◆ What to do: All lines in the records below with the word "contains" must be returned.

Dataset entries:

══════════════════════════════

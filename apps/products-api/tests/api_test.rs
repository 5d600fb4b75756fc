//! End-to-end tests for the assembled application router
//!
//! Each test gets its own data directory with one admin and one editor
//! seeded into `users.json`.

use axum::Router;
use axum::body::Body;
use axum::http::{Request, StatusCode, header};
use axum_helpers::{ApiKeyConfig, CorsConfig, JwtConfig};
use core_config::{Environment, app_info, server::ServerConfig};
use domain_users::hash_password;
use http_body_util::BodyExt;
use products_api::{AppState, Config};
use serde_json::{Value, json};
use test_utils::{TestDataBuilder, TestDataDir, assertions::*};
use tower::ServiceExt; // For oneshot()

const API_KEY: &str = "app-test-api-key";
const SECRET: &str = "app-test-secret-with-at-least-32-chars";

struct TestApp {
    router: Router,
    builder: TestDataBuilder,
    data: TestDataDir,
}

async fn setup(test_name: &str) -> TestApp {
    let data = TestDataDir::new();
    let builder = TestDataBuilder::from_test_name(test_name);

    data.seed(
        "users",
        &json!([
            {
                "id": "admin-1",
                "username": "admin",
                "email": "admin@example.com",
                "password": hash_password("admin123").unwrap(),
                "role": "admin"
            },
            {
                "id": "editor-1",
                "username": "editor",
                "email": "editor@example.com",
                "password": hash_password("editor123").unwrap(),
                "role": "editor"
            }
        ]),
    )
    .await;

    let config = Config {
        app: app_info!(),
        server: ServerConfig::default(),
        environment: Environment::Production,
        api_key: ApiKeyConfig::new(API_KEY),
        jwt: JwtConfig::new(SECRET),
        store: data.config().clone(),
        cors: CorsConfig::default(),
    };

    TestApp {
        router: products_api::app(&AppState::new(config)),
        builder,
        data,
    }
}

impl TestApp {
    async fn send(&self, request: Request<Body>) -> (StatusCode, Value) {
        let response = self.router.clone().oneshot(request).await.unwrap();
        let status = response.status();
        let bytes = response.into_body().collect().await.unwrap().to_bytes();
        let body = if bytes.is_empty() {
            Value::Null
        } else {
            serde_json::from_slice(&bytes).unwrap()
        };
        (status, body)
    }

    async fn get(&self, uri: &str) -> (StatusCode, Value) {
        self.send(
            Request::get(uri)
                .header("x-api-key", API_KEY)
                .body(Body::empty())
                .unwrap(),
        )
        .await
    }

    async fn login(&self, email: &str, password: &str) -> String {
        let (status, body) = self
            .send(
                Request::post("/api/auth/login")
                    .header("x-api-key", API_KEY)
                    .header(header::CONTENT_TYPE, "application/json")
                    .body(Body::from(
                        json!({ "email": email, "password": password }).to_string(),
                    ))
                    .unwrap(),
            )
            .await;
        assert_eq!(status, StatusCode::OK, "login failed: {}", body);
        assert_success(&body)["token"].as_str().unwrap().to_string()
    }

    async fn write(
        &self,
        method: &str,
        uri: &str,
        token: &str,
        body: Option<Value>,
    ) -> (StatusCode, Value) {
        let request = Request::builder()
            .method(method)
            .uri(uri)
            .header(header::AUTHORIZATION, format!("Bearer {}", token));
        let request = match body {
            Some(body) => request
                .header(header::CONTENT_TYPE, "application/json")
                .body(Body::from(body.to_string())),
            None => request.body(Body::empty()),
        };
        self.send(request.unwrap()).await
    }
}

#[tokio::test]
async fn test_product_lifecycle() {
    let app = setup("test_product_lifecycle").await;
    let admin = app.login("ADMIN@example.com", "admin123").await;

    let (status, body) = app
        .write("POST", "/api/products", &admin, Some(app.builder.product("lamp")))
        .await;
    assert_eq!(status, StatusCode::CREATED);
    assert_eq!(body["message"], "Product created successfully");
    assert_eq!(body["path"], "/api/products");
    let id = body["data"]["id"].as_str().unwrap().to_string();

    let (status, body) = app.get(&format!("/api/products/{}", id)).await;
    assert_eq!(status, StatusCode::OK);
    assert_eq!(body["message"], "Product retrieved successfully");
    assert_eq!(body["data"]["sku"], app.builder.sku("lamp"));

    let (status, body) = app
        .write(
            "PUT",
            &format!("/api/products/{}", id),
            &admin,
            Some(json!({ "stock": 42 })),
        )
        .await;
    assert_eq!(status, StatusCode::OK);
    assert_eq!(body["message"], "Product updated successfully");
    assert_eq!(body["data"]["stock"], 42);

    let (status, body) = app
        .write("DELETE", &format!("/api/products/{}", id), &admin, None)
        .await;
    assert_eq!(status, StatusCode::NO_CONTENT);
    assert_eq!(body, Value::Null);

    let (status, body) = app.get(&format!("/api/products/{}", id)).await;
    assert_eq!(status, StatusCode::NOT_FOUND);
    assert_error_code(&body, "NOT_FOUND");
    assert_eq!(body["error"]["message"], "Product not found");
    assert_eq!(body["error"]["path"], format!("/api/products/{}", id));

    assert_eq!(app.data.read("products").await, json!([]));
}

#[tokio::test]
async fn test_list_paginates_persisted_products() {
    let app = setup("test_list_paginates_persisted_products").await;
    let editor = app.login("editor@example.com", "editor123").await;

    for i in 0..12 {
        let (status, _) = app
            .write(
                "POST",
                "/api/products",
                &editor,
                Some(app.builder.product(&format!("item{}", i))),
            )
            .await;
        assert_eq!(status, StatusCode::CREATED);
    }

    let (status, body) = app.get("/api/products?page=2&limit=5").await;
    assert_eq!(status, StatusCode::OK);
    assert_eq!(body["data"].as_array().unwrap().len(), 5);
    assert_eq!(body["data"][0]["sku"], app.builder.sku("item5"));
    assert_eq!(body["pagination"]["total"], 12);
    assert_eq!(body["pagination"]["totalPages"], 3);
    assert_eq!(body["pagination"]["hasNextPage"], true);
    assert_eq!(body["pagination"]["hasPrevPage"], true);
    assert_eq!(body["path"], "/api/products?page=2&limit=5");
}

#[tokio::test]
async fn test_editor_cannot_delete() {
    let app = setup("test_editor_cannot_delete").await;
    let editor = app.login("editor@example.com", "editor123").await;

    let (status, body) = app
        .write("DELETE", "/api/products/anything", &editor, None)
        .await;
    assert_eq!(status, StatusCode::FORBIDDEN);
    assert_error_code(&body, "FORBIDDEN");
}

#[tokio::test]
async fn test_production_hides_internal_details() {
    let app = setup("test_production_hides_internal_details").await;
    tokio::fs::write(app.data.config().collection_path("products"), "{ not json")
        .await
        .unwrap();

    let (status, body) = app.get("/api/products").await;
    assert_eq!(status, StatusCode::INTERNAL_SERVER_ERROR);
    assert_error_code(&body, "INTERNAL_SERVER_ERROR");
    assert_eq!(body["error"]["details"], json!({}));
}

#[tokio::test]
async fn test_unknown_route() {
    let app = setup("test_unknown_route").await;

    let (status, body) = app.get("/api/orders").await;
    assert_eq!(status, StatusCode::NOT_FOUND);
    assert_eq!(body["error"]["message"], "Endpoint not found");
    assert_eq!(body["error"]["details"]["method"], "GET");
    assert_eq!(body["error"]["details"]["url"], "/api/orders");
}

#[tokio::test]
async fn test_root_endpoints() {
    let app = setup("test_root_endpoints").await;

    let response = app
        .router
        .clone()
        .oneshot(Request::get("/").body(Body::empty()).unwrap())
        .await
        .unwrap();
    assert_eq!(response.status(), StatusCode::OK);
    assert_eq!(
        response.headers()[header::X_CONTENT_TYPE_OPTIONS],
        "nosniff"
    );
    let bytes = response.into_body().collect().await.unwrap().to_bytes();
    let welcome: Value = serde_json::from_slice(&bytes).unwrap();
    assert_eq!(welcome["endpoints"]["products"], "/api/products");
    assert_eq!(welcome["endpoints"]["auth"], "/api/auth");

    let (status, body) = app.send(Request::get("/health").body(Body::empty()).unwrap()).await;
    assert_eq!(status, StatusCode::OK);
    assert_eq!(body["status"], "healthy");
    assert_eq!(body["name"], "products_api");

    let (status, body) = app.send(Request::get("/ready").body(Body::empty()).unwrap()).await;
    assert_eq!(status, StatusCode::OK);
    assert_eq!(body["checks"]["storage"]["healthy"], true);
}

#[tokio::test]
async fn test_openapi_lists_both_domains() {
    let app = setup("test_openapi_lists_both_domains").await;

    let (status, body) = app
        .send(Request::get("/api-docs/openapi.json").body(Body::empty()).unwrap())
        .await;
    assert_eq!(status, StatusCode::OK);
    assert!(body["paths"].get("/api/auth/login").is_some());
    assert!(body["paths"].get("/api/products/{id}").is_some());
}
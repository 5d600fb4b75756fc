use serde::{Deserialize, Serialize};
use utoipa::ToSchema;

/// User entity as stored in the `users` collection
///
/// Users are seed data; the service never writes them.
#[derive(Debug, Clone, PartialEq, Serialize, Deserialize)]
pub struct User {
    pub id: String,
    pub username: String,
    /// Login key, matched case-insensitively
    pub email: String,
    /// Argon2 PHC hash string (never exposed in API responses)
    #[serde(skip_serializing)]
    pub password: String,
    /// Role tag checked by route guards, e.g. `admin`, `editor`, `viewer`
    pub role: String,
}

/// Public view of a user
#[derive(Debug, Clone, PartialEq, Serialize, Deserialize, ToSchema)]
pub struct UserProfile {
    pub id: String,
    #[schema(example = "admin")]
    pub username: String,
    #[schema(example = "admin@example.com")]
    pub email: String,
    #[schema(example = "admin")]
    pub role: String,
}

impl From<User> for UserProfile {
    fn from(user: User) -> Self {
        Self {
            id: user.id,
            username: user.username,
            email: user.email,
            role: user.role,
        }
    }
}

/// Login request body
///
/// Both fields are optional on the wire so that a missing field yields the
/// same 400 as an empty one.
#[derive(Debug, Clone, Default, Deserialize, ToSchema)]
pub struct LoginRequest {
    #[schema(example = "admin@example.com")]
    pub email: Option<String>,
    #[schema(example = "admin123")]
    pub password: Option<String>,
}

impl LoginRequest {
    /// `(email, password)` when both are present and non-empty.
    pub fn credentials(&self) -> Option<(&str, &str)> {
        let email = self.email.as_deref().filter(|v| !v.is_empty())?;
        let password = self.password.as_deref().filter(|v| !v.is_empty())?;
        Some((email, password))
    }
}

/// Successful login result
#[derive(Debug, Clone, Serialize, Deserialize, ToSchema)]
pub struct LoginResponse {
    /// HS256 JWT to send as `Authorization: Bearer <token>`
    pub token: String,
    pub user: UserProfile,
}
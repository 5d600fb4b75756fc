//! Products API routes

use axum::Router;
use domain_products::handlers;

use crate::state::AppState;

/// Create products router
pub fn router(state: &AppState) -> Router {
    handlers::router(state.products.clone(), &state.route_auth)
}
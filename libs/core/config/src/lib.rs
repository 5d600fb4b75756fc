//! Shared configuration primitives: the [`FromEnv`] trait, the runtime
//! [`Environment`], env-var helpers and tracing setup.

pub mod server;
pub mod tracing;

use std::env;
use std::time::Duration;
use thiserror::Error;

/// Configuration error type
#[derive(Error, Debug)]
pub enum ConfigError {
    #[error("Environment variable '{0}' is required but not set")]
    MissingEnvVar(String),

    #[error("Failed to parse environment variable '{key}': {details}")]
    ParseError { key: String, details: String },
}

/// Runtime environment, read from `APP_ENV`.
///
/// Production switches logs to JSON and strips debug details from
/// error responses.
#[derive(Clone, Copy, Debug, PartialEq, Eq)]
pub enum Environment {
    Development,
    Production,
}

impl Environment {
    pub fn from_env() -> Self {
        let app_env = env::var("APP_ENV").unwrap_or_else(|_| "development".to_string());

        if app_env.eq_ignore_ascii_case("production") {
            Environment::Production
        } else {
            Environment::Development
        }
    }

    pub fn is_production(&self) -> bool {
        matches!(self, Environment::Production)
    }

    pub fn is_development(&self) -> bool {
        matches!(self, Environment::Development)
    }

    /// Whether error responses may expose internal debug details.
    pub fn exposes_error_details(&self) -> bool {
        self.is_development()
    }
}

/// Trait for configuration that can be loaded from environment variables
pub trait FromEnv: Sized {
    fn from_env() -> Result<Self, ConfigError>;
}

/// Helper to load and parse environment variable with a default value
pub fn env_or_default(key: &str, default: &str) -> String {
    env::var(key).unwrap_or_else(|_| default.to_string())
}

/// Helper to load and parse environment variable or return error
pub fn env_required(key: &str) -> Result<String, ConfigError> {
    env::var(key).map_err(|_| ConfigError::MissingEnvVar(key.to_string()))
}

/// Parse a duration such as `"3600"`, `"90s"`, `"15m"`, `"24h"` or `"7d"`.
///
/// A bare number is read as seconds. `key` is only used for error reporting.
pub fn parse_duration(key: &str, raw: &str) -> Result<Duration, ConfigError> {
    let raw = raw.trim();
    let parse_error = |details: String| ConfigError::ParseError {
        key: key.to_string(),
        details,
    };

    let split_at = raw
        .find(|c: char| !c.is_ascii_digit())
        .unwrap_or(raw.len());
    let (amount, unit) = raw.split_at(split_at);

    let amount: u64 = amount
        .parse()
        .map_err(|_| parse_error(format!("'{}' is not a valid duration", raw)))?;

    let multiplier = match unit {
        "" | "s" => 1,
        "m" => 60,
        "h" => 60 * 60,
        "d" => 24 * 60 * 60,
        other => {
            return Err(parse_error(format!(
                "unknown duration unit '{}' (expected s, m, h or d)",
                other
            )))
        }
    };

    amount
        .checked_mul(multiplier)
        .map(Duration::from_secs)
        .ok_or_else(|| parse_error(format!("'{}' is too large", raw)))
}

/// Static application identity reported by health endpoints.
#[derive(Clone, Copy, Debug, PartialEq, Eq)]
pub struct AppInfo {
    pub name: &'static str,
    pub version: &'static str,
}

/// Build an [`AppInfo`] from the calling crate's Cargo metadata.
#[macro_export]
macro_rules! app_info {
    () => {
        $crate::AppInfo {
            name: env!("CARGO_PKG_NAME"),
            version: env!("CARGO_PKG_VERSION"),
        }
    };
}

#[cfg(test)]
mod tests {
    use super::*;

    #[test]
    fn test_environment_defaults_to_development() {
        temp_env::with_var_unset("APP_ENV", || {
            let env = Environment::from_env();
            assert_eq!(env, Environment::Development);
            assert!(env.is_development());
            assert!(!env.is_production());
            assert!(env.exposes_error_details());
        });
    }

    #[test]
    fn test_environment_production() {
        temp_env::with_var("APP_ENV", Some("production"), || {
            let env = Environment::from_env();
            assert_eq!(env, Environment::Production);
            assert!(env.is_production());
            assert!(!env.is_development());
            assert!(!env.exposes_error_details());
        });
    }

    #[test]
    fn test_environment_production_case_insensitive() {
        temp_env::with_var("APP_ENV", Some("PRODUCTION"), || {
            let env = Environment::from_env();
            assert_eq!(env, Environment::Production);
        });

        temp_env::with_var("APP_ENV", Some("Production"), || {
            let env = Environment::from_env();
            assert_eq!(env, Environment::Production);
        });
    }

    #[test]
    fn test_environment_unknown_defaults_to_development() {
        temp_env::with_var("APP_ENV", Some("staging"), || {
            let env = Environment::from_env();
            assert_eq!(env, Environment::Development);
        });
    }

    #[test]
    fn test_env_or_default_with_value() {
        temp_env::with_var("TEST_VAR", Some("test_value"), || {
            let result = env_or_default("TEST_VAR", "default");
            assert_eq!(result, "test_value");
        });
    }

    #[test]
    fn test_env_or_default_without_value() {
        temp_env::with_var_unset("MISSING_VAR", || {
            let result = env_or_default("MISSING_VAR", "default_value");
            assert_eq!(result, "default_value");
        });
    }

    #[test]
    fn test_env_required_success() {
        temp_env::with_var("REQUIRED_VAR", Some("required_value"), || {
            let result = env_required("REQUIRED_VAR");
            assert!(result.is_ok());
            assert_eq!(result.unwrap(), "required_value");
        });
    }

    #[test]
    fn test_parse_duration_units() {
        assert_eq!(parse_duration("TTL", "3600").unwrap(), Duration::from_secs(3600));
        assert_eq!(parse_duration("TTL", "90s").unwrap(), Duration::from_secs(90));
        assert_eq!(parse_duration("TTL", "15m").unwrap(), Duration::from_secs(900));
        assert_eq!(parse_duration("TTL", "24h").unwrap(), Duration::from_secs(86_400));
        assert_eq!(parse_duration("TTL", "7d").unwrap(), Duration::from_secs(604_800));
    }

    #[test]
    fn test_parse_duration_rejects_garbage() {
        let err = parse_duration("JWT_EXPIRES_IN", "soon").unwrap_err();
        assert!(err.to_string().contains("JWT_EXPIRES_IN"));

        let err = parse_duration("JWT_EXPIRES_IN", "10w").unwrap_err();
        assert!(err.to_string().contains("unknown duration unit"));
    }

    #[test]
    fn test_parse_duration_rejects_overflow() {
        let err = parse_duration("JWT_EXPIRES_IN", "300000000000000d").unwrap_err();
        assert!(matches!(err, ConfigError::ParseError { ref key, .. } if key == "JWT_EXPIRES_IN"));
        assert!(err.to_string().contains("too large"));
    }

    #[test]
    fn test_app_info_macro_uses_package_metadata() {
        let info = app_info!();
        assert_eq!(info.name, "core_config");
        assert_eq!(info.version, env!("CARGO_PKG_VERSION"));
    }

    #[test]
    fn test_env_required_missing() {
        temp_env::with_var_unset("MISSING_REQUIRED", || {
            let result = env_required("MISSING_REQUIRED");
            assert!(result.is_err());
            let err = result.unwrap_err();
            assert!(err.to_string().contains("MISSING_REQUIRED"));
            assert!(err.to_string().contains("required"));
        });
    }
}
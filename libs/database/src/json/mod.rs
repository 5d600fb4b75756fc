//! JSON file backend
//!
//! Each collection lives in `<data_dir>/<collection>.json` as a pretty-printed
//! array of objects. Writes go to a sibling temp file that is then renamed
//! over the target, so readers only ever see a complete document.

mod config;
mod health;
mod store;

pub use config::JsonStoreConfig;
pub use health::{HealthStatus, check_health, ensure_data_dir};
pub use store::JsonFileStore;
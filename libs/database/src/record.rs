//! Records, the [`RecordStore`] contract and the collection operations shared
//! by every backend.

use async_trait::async_trait;
use chrono::{DateTime, TimeDelta, Utc};
use serde::{Serialize, de::DeserializeOwned};
use serde_json::{Map, Value};
use uuid::Uuid;

use crate::common::{StoreError, StoreResult};

/// A stored entity: one flat JSON object.
pub type Record = Map<String, Value>;

pub const ID_FIELD: &str = "id";
pub const CREATED_AT_FIELD: &str = "createdAt";
pub const UPDATED_AT_FIELD: &str = "updatedAt";

/// Fields owned by the store. Callers can never overwrite them.
const MANAGED_FIELDS: [&str; 3] = [ID_FIELD, CREATED_AT_FIELD, UPDATED_AT_FIELD];

/// Generate a new record id.
///
/// UUID v7: a millisecond timestamp prefix followed by random bits, so ids
/// are collision-resistant and roughly sortable by creation time.
pub fn generate_id() -> String {
    Uuid::now_v7().to_string()
}

/// Convenience accessors on [`Record`].
pub trait RecordExt {
    /// The record's `id`, if it is a string.
    fn id(&self) -> Option<&str>;

    /// True when every field of `criteria` is present and equal in `self`.
    fn matches(&self, criteria: &Record) -> bool;
}

impl RecordExt for Record {
    fn id(&self) -> Option<&str> {
        self.get(ID_FIELD).and_then(Value::as_str)
    }

    fn matches(&self, criteria: &Record) -> bool {
        criteria
            .iter()
            .all(|(key, expected)| self.get(key) == Some(expected))
    }
}

/// Serialize any value that encodes as a JSON object into a [`Record`].
pub fn to_record<T: Serialize>(value: &T) -> StoreResult<Record> {
    match serde_json::to_value(value)? {
        Value::Object(map) => Ok(map),
        other => Err(StoreError::Serialization(<serde_json::Error as serde::ser::Error>::custom(
            format!("expected a JSON object, got {}", other),
        ))),
    }
}

/// Deserialize a [`Record`] into a typed value.
pub fn from_record<T: DeserializeOwned>(record: Record) -> StoreResult<T> {
    Ok(serde_json::from_value(Value::Object(record))?)
}

/// ISO-8601 timestamps with millisecond precision and a `Z` suffix
/// (`2024-05-01T10:00:00.000Z`), usable as a `#[serde(with = "...")]` module.
pub mod iso8601 {
    use chrono::{DateTime, SecondsFormat, Utc};
    use serde::{Deserialize, Deserializer, Serializer, de};

    pub fn format(timestamp: &DateTime<Utc>) -> String {
        timestamp.to_rfc3339_opts(SecondsFormat::Millis, true)
    }

    pub fn parse(raw: &str) -> Option<DateTime<Utc>> {
        DateTime::parse_from_rfc3339(raw)
            .ok()
            .map(|timestamp| timestamp.with_timezone(&Utc))
    }

    /// Current time formatted as an ISO-8601 string.
    pub fn now() -> String {
        format(&Utc::now())
    }

    pub fn serialize<S: Serializer>(
        timestamp: &DateTime<Utc>,
        serializer: S,
    ) -> Result<S::Ok, S::Error> {
        serializer.serialize_str(&format(timestamp))
    }

    pub fn deserialize<'de, D: Deserializer<'de>>(
        deserializer: D,
    ) -> Result<DateTime<Utc>, D::Error> {
        let raw = String::deserialize(deserializer)?;
        parse(&raw).ok_or_else(|| de::Error::custom(format!("invalid ISO-8601 timestamp '{}'", raw)))
    }
}

/// Storage contract for one collection of records.
///
/// Implementations must make `write_all` atomic from the reader's point of
/// view and must serialize their own read-modify-write cycles.
#[async_trait]
pub trait RecordStore: Send + Sync {
    /// Logical collection name (e.g. `"products"`).
    fn collection(&self) -> &str;

    /// All records in storage order. An absent collection is empty.
    async fn read_all(&self) -> StoreResult<Vec<Record>>;

    /// Replace the whole collection.
    async fn write_all(&self, records: Vec<Record>) -> StoreResult<()>;

    async fn find_by_id(&self, id: &str) -> StoreResult<Option<Record>> {
        Ok(self
            .read_all()
            .await?
            .into_iter()
            .find(|record| record.id() == Some(id)))
    }

    /// First record whose fields equal every field in `criteria`.
    async fn find_one(&self, criteria: &Record) -> StoreResult<Option<Record>> {
        Ok(self
            .read_all()
            .await?
            .into_iter()
            .find(|record| record.matches(criteria)))
    }

    /// Append a new record with a fresh id and `createdAt = updatedAt = now`.
    async fn create(&self, fields: Record) -> StoreResult<Record>;

    /// Merge `fields` into the record with `id`. Returns `None` when absent.
    async fn update(&self, id: &str, fields: Record) -> StoreResult<Option<Record>>;

    /// Remove the record with `id`. Returns whether anything was removed.
    async fn delete(&self, id: &str) -> StoreResult<bool>;
}

fn truncate_to_millis(timestamp: DateTime<Utc>) -> DateTime<Utc> {
    DateTime::from_timestamp_millis(timestamp.timestamp_millis()).unwrap_or(timestamp)
}

/// `updatedAt` must move forward on every mutation, even when two writes land
/// in the same millisecond.
fn next_update_stamp(previous: Option<DateTime<Utc>>, now: DateTime<Utc>) -> DateTime<Utc> {
    let now = truncate_to_millis(now);
    match previous {
        Some(previous) if now <= previous => previous + TimeDelta::milliseconds(1),
        _ => now,
    }
}

fn copy_unmanaged(target: &mut Record, fields: Record) {
    for (key, value) in fields {
        if !MANAGED_FIELDS.contains(&key.as_str()) {
            target.insert(key, value);
        }
    }
}

pub(crate) fn insert_new(records: &mut Vec<Record>, fields: Record, now: DateTime<Utc>) -> Record {
    let stamp = Value::String(iso8601::format(&truncate_to_millis(now)));

    let mut record = Record::new();
    record.insert(ID_FIELD.to_string(), Value::String(generate_id()));
    copy_unmanaged(&mut record, fields);
    record.insert(CREATED_AT_FIELD.to_string(), stamp.clone());
    record.insert(UPDATED_AT_FIELD.to_string(), stamp);

    records.push(record.clone());
    record
}

pub(crate) fn merge_into(
    records: &mut [Record],
    id: &str,
    fields: Record,
    now: DateTime<Utc>,
) -> Option<Record> {
    let record = records.iter_mut().find(|record| record.id() == Some(id))?;

    let previous = record
        .get(UPDATED_AT_FIELD)
        .and_then(Value::as_str)
        .and_then(iso8601::parse);

    copy_unmanaged(record, fields);
    record.insert(
        UPDATED_AT_FIELD.to_string(),
        Value::String(iso8601::format(&next_update_stamp(previous, now))),
    );

    Some(record.clone())
}

pub(crate) fn remove_by_id(records: &mut Vec<Record>, id: &str) -> bool {
    let before = records.len();
    records.retain(|record| record.id() != Some(id));
    records.len() != before
}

══════════════════════════════

◆ Answer to this problem:
        assert!(err.to_string().contains("JWT_EXPIRES_IN"));
        assert!(err.to_string().contains("unknown duration unit"));
        assert!(err.to_string().contains("too large"));
            assert!(err.to_string().contains("MISSING_REQUIRED"));
            assert!(err.to_string().contains("required"));
        if !MANAGED_FIELDS.contains(&key.as_str()) {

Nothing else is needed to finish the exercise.